Point sur la crise de la Dermatose dans les Pyrénées
Laurent Ozon
Source: @LaurentOzon (X)
La dermatose nodulaire contagieuse (DNC) est une maladie virale des bovins à très faible mortalité (1 à 5 %, rarement plus). La morbidité est très variable selon les souches et les conditions environnementales.
Le premier foyer déclaré en France date du 29 juin 2025 en Savoie. Les premiers cas dans les Pyrénées-Orientales datent du 15 octobre, suivis d'une progression rapide vers l’Ariège (9/12), les Hautes-Pyrénées (10/12) et les Pyrénées-Atlantiques (zone réglementée depuis le 11/12).
Le mode de propagation dominant est vectoriel, via des insectes piqueurs (mouches des étables, moucherons piqueurs ou taons), et non par les mouvements d’animaux.Ce point est essentiel. Le virus circule largement dans l'environnement et peut progresser de plusieurs dizaines de kilomètres par semaine, en dehors des couloirs de transport des animaux.

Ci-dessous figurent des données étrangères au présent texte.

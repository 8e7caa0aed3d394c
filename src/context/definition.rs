use iref::IriBuf;
use std::fmt;

use crate::{util::deep_equals, Container, Direction};

/// Type mapping of a term definition.
#[derive(Clone, PartialEq, Eq, Hash, Debug)]
pub enum Type {
	/// `@id`.
	Id,

	/// `@json`.
	Json,

	/// `@none`.
	None,

	/// `@vocab`.
	Vocab,

	/// Absolute IRI.
	Iri(String),
}

impl Type {
	pub fn as_str(&self) -> &str {
		match self {
			Self::Id => "@id",
			Self::Json => "@json",
			Self::None => "@none",
			Self::Vocab => "@vocab",
			Self::Iri(iri) => iri,
		}
	}

	/// Parses an expanded type mapping.
	pub fn from_expanded(s: &str) -> Self {
		match s {
			"@id" => Self::Id,
			"@json" => Self::Json,
			"@none" => Self::None,
			"@vocab" => Self::Vocab,
			iri => Self::Iri(iri.to_owned()),
		}
	}
}

impl fmt::Display for Type {
	fn fmt(&self, f: &mut fmt::Formatter) -> fmt::Result {
		f.write_str(self.as_str())
	}
}

/// Processed term definition.
///
/// `language` and `direction` distinguish an absent mapping (`None`) from a
/// mapping explicitly set to null (`Some(None)`).
#[derive(Clone, Default, Debug)]
pub struct TermDefinition {
	/// IRI mapping: absolute IRI, blank node identifier or keyword.
	///
	/// `None` when the term is explicitly mapped to null.
	pub iri: Option<String>,

	/// Prefix flag.
	pub prefix: bool,

	/// Protected flag.
	pub protected: bool,

	/// Reverse property flag.
	pub reverse_property: bool,

	/// Base URL used to process the scoped context.
	pub base_url: Option<IriBuf>,

	/// Scoped context, processed when the term is used.
	pub context: Option<Box<json_syntax::Value>>,

	/// Container mapping.
	pub container: Container,

	/// Direction mapping.
	pub direction: Option<Option<Direction>>,

	/// Index mapping.
	pub index: Option<String>,

	/// Language mapping.
	pub language: Option<Option<String>>,

	/// Nest value.
	pub nest: Option<String>,

	/// Type mapping.
	pub typ: Option<Type>,
}

impl TermDefinition {
	/// Returns the IRI mapping as a string slice.
	pub fn iri(&self) -> Option<&str> {
		self.iri.as_deref()
	}

	/// Checks if the IRI mapping is the given keyword.
	pub fn maps_to(&self, keyword: crate::Keyword) -> bool {
		self.iri.as_deref() == Some(keyword.as_str())
	}

	/// Returns a value that can be compared with another definition,
	/// ignoring the `protected` flag.
	pub fn modulo_protected_field(&self) -> ModuloProtected {
		ModuloProtected(self)
	}
}

/// Term definition compared without its protected flag.
pub struct ModuloProtected<'a>(&'a TermDefinition);

impl<'a, 'b> PartialEq<ModuloProtected<'b>> for ModuloProtected<'a> {
	fn eq(&self, other: &ModuloProtected<'b>) -> bool {
		let (a, b) = (self.0, other.0);
		a.iri == b.iri
			&& a.prefix == b.prefix
			&& a.reverse_property == b.reverse_property
			&& a.base_url == b.base_url
			&& a.container == b.container
			&& a.direction == b.direction
			&& a.index == b.index
			&& a.language == b.language
			&& a.nest == b.nest
			&& a.typ == b.typ
			&& match (&a.context, &b.context) {
				(Some(a), Some(b)) => deep_equals(a, b),
				(None, None) => true,
				_ => false,
			}
	}
}

#[cfg(test)]
mod tests {
	use super::*;

	#[test]
	fn equivalence_ignores_protection() {
		let a = TermDefinition {
			iri: Some("http://example.org/name".to_owned()),
			protected: true,
			..Default::default()
		};

		let mut b = a.clone();
		b.protected = false;
		assert!(a.modulo_protected_field() == b.modulo_protected_field());

		b.typ = Some(Type::Id);
		assert!(a.modulo_protected_field() != b.modulo_protected_field())
	}
}
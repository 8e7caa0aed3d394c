//! Remote document loading.
use iref::{Iri, IriBuf};
use mown::Mown;

pub mod chain;
pub mod fs;
pub mod map;
pub mod none;

pub use chain::ChainLoader;
pub use fs::FsLoader;
pub use map::EntryNotFound;
pub use none::NoLoader;

/// Remote document.
///
/// Either the input document of a processing function, or a remote context
/// returned by a [`Loader`].
#[derive(Debug, Clone)]
pub struct RemoteDocument {
	/// The final URL of the loaded document, after eventual redirection.
	///
	/// Used as base URL when processing the document.
	pub url: Option<IriBuf>,

	/// The retrieved document.
	pub document: json_syntax::Value,
}

impl RemoteDocument {
	/// Creates a new remote document.
	pub fn new(url: Option<IriBuf>, document: json_syntax::Value) -> Self {
		Self { url, document }
	}

	/// Returns the URL of the document, if any.
	pub fn url(&self) -> Option<&Iri> {
		self.url.as_deref()
	}

	pub fn document(&self) -> &json_syntax::Value {
		&self.document
	}

	pub fn into_document(self) -> json_syntax::Value {
		self.document
	}
}

impl From<json_syntax::Value> for RemoteDocument {
	fn from(document: json_syntax::Value) -> Self {
		Self::new(None, document)
	}
}

/// Remote document, or a reference to it.
#[derive(Debug, Clone)]
pub enum RemoteDocumentReference {
	/// IRI to the remote document.
	Iri(IriBuf),

	/// Remote document content.
	Loaded(RemoteDocument),
}

impl RemoteDocumentReference {
	/// Loads the remote document with the given `loader`.
	///
	/// For [`Self::Iri`] returns an owned [`RemoteDocument`].
	/// For [`Self::Loaded`] returns a reference to the inner [`RemoteDocument`].
	pub fn loaded_with(&self, loader: &impl Loader) -> Result<Mown<'_, RemoteDocument>, LoadError> {
		match self {
			Self::Iri(iri) => {
				log::debug!("loading document `{iri}`");
				Ok(Mown::Owned(loader.load(iri)?))
			}
			Self::Loaded(document) => Ok(Mown::Borrowed(document)),
		}
	}
}

impl From<IriBuf> for RemoteDocumentReference {
	fn from(iri: IriBuf) -> Self {
		Self::Iri(iri)
	}
}

impl From<RemoteDocument> for RemoteDocumentReference {
	fn from(document: RemoteDocument) -> Self {
		Self::Loaded(document)
	}
}

impl From<json_syntax::Value> for RemoteDocumentReference {
	fn from(document: json_syntax::Value) -> Self {
		Self::Loaded(document.into())
	}
}

/// Loading error.
#[derive(Debug, thiserror::Error)]
#[error("loading document `{target}` failed: {cause}")]
pub struct LoadError {
	pub target: IriBuf,
	pub cause: anyhow::Error,
}

impl LoadError {
	pub fn new(target: IriBuf, cause: impl Into<anyhow::Error>) -> Self {
		Self {
			target,
			cause: cause.into(),
		}
	}
}

/// Remote context provider.
///
/// A loader is required by the processing functions to dereference the
/// remote contexts referenced in `@context` entries (and `@import`). From the
/// point of view of the algorithms, loading is a synchronous call that either
/// returns a document or fails. Caching is the responsibility of the loader.
///
/// This library provides a few loader implementations:
///   - [`NoLoader`] dummy loader that always fail. Perfect if you are certain
///     that the processing will not require any loading.
///   - Standard [`HashMap`](std::collections::HashMap) and
///     [`BTreeMap`](std::collections::BTreeMap) mapping IRIs to pre-loaded
///     documents.
///   - [`FsLoader`] redirecting registered IRI prefixes to a local
///     directory on the file system.
///   - [`ChainLoader`] trying a first loader then falling back to a second
///     one.
pub trait Loader {
	/// Loads the document behind the given IRI.
	fn load(&self, url: &Iri) -> Result<RemoteDocument, LoadError>;
}

impl<'l, L: Loader> Loader for &'l L {
	fn load(&self, url: &Iri) -> Result<RemoteDocument, LoadError> {
		L::load(self, url)
	}
}

impl<'l, L: Loader> Loader for &'l mut L {
	fn load(&self, url: &Iri) -> Result<RemoteDocument, LoadError> {
		L::load(self, url)
	}
}

#[cfg(test)]
mod tests {
	use super::*;
	use std::collections::HashMap;

	#[test]
	fn references_are_loaded_once_needed() {
		let iri = Iri::new("http://example.org/context").unwrap().to_owned();
		let mut loader = HashMap::new();
		loader.insert(
			iri.clone(),
			RemoteDocument::new(Some(iri.clone()), json_syntax::Value::Boolean(true)),
		);

		let reference = RemoteDocumentReference::from(iri.clone());
		let loaded = reference.loaded_with(&loader).unwrap();
		assert_eq!(loaded.url().map(Iri::as_str), Some(iri.as_str()));

		let missing = RemoteDocumentReference::Iri(
			Iri::new("http://example.org/missing").unwrap().to_owned(),
		);
		assert!(missing.loaded_with(&loader).is_err());

		let inline = RemoteDocumentReference::from(json_syntax::Value::Null);
		assert!(matches!(inline.loaded_with(&NoLoader).unwrap(), Mown::Borrowed(_)))
	}
}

Le vaccin homologué en France, Lumpyvax, réduirait fortement les formes cliniques graves et préserverait la productivité (lait, croissance), mais il n’est pas stérilisant. En clair, les animaux vaccinés peuvent être infectés, devenir porteurs asymptomatiques et continuer à transmettre le virus aux insectes vecteurs. C'est un vaccin productif plus que sanitaire. Il sauvegarde la santé du troupeau mais ne bloque pas la circulation du virus.
Du fait du mode de contamination et de l'efficacité limitée du vaccin, la stratégie officielle d’abattage total suscite une opposition large chez les petits éleveurs. Selon la réglementation européenne (catégorie A, Règlement UE 2016/429), tout foyer confirmé entraîne l’abattage et la destruction de l’intégralité de l’élevage, même si une seule bête est atteinte.
La justification officielle est que cette méthode coupe la source virale locale en éliminant les porteurs cachés. Pourtant, si la circulation du virus est vectorielle, cette stratégie de dépopulation totale semble largement inadaptée. Selon la réglementation, ce serait pourtant la seule façon de maintenir le statut « indemne » nécessaire aux exportations de bovins vivants, de viande etc. – bien que des suspensions d'exportations soient déjà en vigueur hors UE en raison des zones réglementées actuelles (109 foyers au 9 décembre).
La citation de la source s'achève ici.